//! # Habitline Core
//!
//! Token authentication core for the Habitline backend.
//! This crate contains the token domain entities, the issuance and rotation
//! services, the refresh ledger and identity repository interfaces, and the
//! error taxonomy shared by every layer above it.

pub mod domain;
pub mod errors;
pub mod repositories;
pub mod services;

// Re-export commonly used types for convenience
pub use domain::*;
pub use errors::*;
pub use repositories::*;
pub use services::*;
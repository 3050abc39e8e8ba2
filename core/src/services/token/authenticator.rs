//! Bearer authentication of inbound requests

use std::sync::Arc;

use crate::domain::entities::identity::Identity;
use crate::errors::TokenError;

use super::codec::TokenCodec;

/// Extract the token from an `Authorization` header value.
///
/// The value must be exactly a scheme and a token separated by whitespace,
/// with the scheme equal to `Bearer` ignoring case.
pub fn extract_bearer_token(header: Option<&str>) -> Result<&str, TokenError> {
    let header = header.ok_or(TokenError::NoToken)?;
    let mut parts = header.split_whitespace();

    match (parts.next(), parts.next(), parts.next()) {
        (Some(scheme), Some(token), None) if scheme.eq_ignore_ascii_case("bearer") => {
            let token = token.trim();
            if token.is_empty() {
                Err(TokenError::NoToken)
            } else {
                Ok(token)
            }
        }
        _ => Err(TokenError::NoToken),
    }
}

/// Verifies the bearer access token of a request. Stateless: never touches the ledger.
#[derive(Clone)]
pub struct RequestAuthenticator {
    codec: Arc<TokenCodec>,
}

impl RequestAuthenticator {
    pub fn new(codec: Arc<TokenCodec>) -> Self {
        Self { codec }
    }

    /// Authenticate a request from its `Authorization` header
    ///
    /// # Returns
    ///
    /// * `Ok(Identity)` - The identity carried by a valid access token
    /// * `Err(TokenError::NoToken)` - Header absent or not a bearer credential
    /// * `Err(TokenError::InvalidToken)` - Token present but not valid
    pub fn authenticate(&self, authorization: Option<&str>) -> Result<Identity, TokenError> {
        let token = extract_bearer_token(authorization)?;
        self.codec.verify_access(token)
    }
}

#[cfg(test)]
mod tests {
    use super::*;
    use crate::services::token::clock::SystemClock;
    use crate::services::token::config::TokenServiceConfig;
    use hl_shared::config::JwtConfig;

    fn authenticator() -> (RequestAuthenticator, Arc<TokenCodec>) {
        let jwt = JwtConfig::new(
            "access-secret-access-secret-access-secret",
            "refresh-secret-refresh-secret-refresh-secret",
        )
        .unwrap();
        let config = TokenServiceConfig::from_jwt_config(&jwt).unwrap();
        let codec = Arc::new(TokenCodec::new(&config, Arc::new(SystemClock)));
        (RequestAuthenticator::new(codec.clone()), codec)
    }

    #[test]
    fn test_extract_bearer_token() {
        assert_eq!(extract_bearer_token(Some("Bearer abc")), Ok("abc"));
        assert_eq!(extract_bearer_token(Some("bearer abc")), Ok("abc"));
        assert_eq!(extract_bearer_token(Some("BEARER   abc ")), Ok("abc"));
    }

    #[test]
    fn test_extract_bearer_token_rejects_malformed() {
        assert_eq!(extract_bearer_token(None), Err(TokenError::NoToken));
        assert_eq!(extract_bearer_token(Some("")), Err(TokenError::NoToken));
        assert_eq!(extract_bearer_token(Some("Bearer")), Err(TokenError::NoToken));
        assert_eq!(extract_bearer_token(Some("Bearer ")), Err(TokenError::NoToken));
        assert_eq!(extract_bearer_token(Some("Basic abc")), Err(TokenError::NoToken));
        assert_eq!(extract_bearer_token(Some("Bearer a b")), Err(TokenError::NoToken));
        assert_eq!(extract_bearer_token(Some("abc")), Err(TokenError::NoToken));
    }

    #[test]
    fn test_authenticate() {
        let (auth, codec) = authenticator();
        let identity = Identity::new("u1", "a@b.com");
        let token = codec.sign_access(&identity).unwrap();

        let header = format!("Bearer {}", token);
        assert_eq!(auth.authenticate(Some(&header)), Ok(identity));
        assert_eq!(auth.authenticate(None), Err(TokenError::NoToken));
        assert_eq!(
            auth.authenticate(Some("Bearer not.a.token")),
            Err(TokenError::InvalidToken)
        );
    }

    #[test]
    fn test_authenticate_rejects_refresh_token() {
        let (auth, codec) = authenticator();
        let token = codec
            .sign_refresh(&Identity::new("u1", "a@b.com"), "jti-1")
            .unwrap();

        let header = format!("Bearer {}", token);
        assert_eq!(auth.authenticate(Some(&header)), Err(TokenError::InvalidToken));
    }
}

======

| DIRECTIONS |
Output the material above exactly, but only from the line that carries "pub use errors::*;" through the line that carries "match (parts.next(), parts.next(), parts.next())".

| REPLY |
pub use errors::*;
pub use repositories::*;
pub use services::*;
repository 3050abc39e8e8ba2
filename core/src/services/token/authenticator.rs
//! Bearer authentication of inbound requests

use std::sync::Arc;

use crate::domain::entities::identity::Identity;
use crate::errors::TokenError;

use super::codec::TokenCodec;

/// Extract the token from an `Authorization` header value.
///
/// The value must be exactly a scheme and a token separated by whitespace,
/// with the scheme equal to `Bearer` ignoring case.
pub fn extract_bearer_token(header: Option<&str>) -> Result<&str, TokenError> {
    let header = header.ok_or(TokenError::NoToken)?;
    let mut parts = header.split_whitespace();

    match (parts.next(), parts.next(), parts.next()) {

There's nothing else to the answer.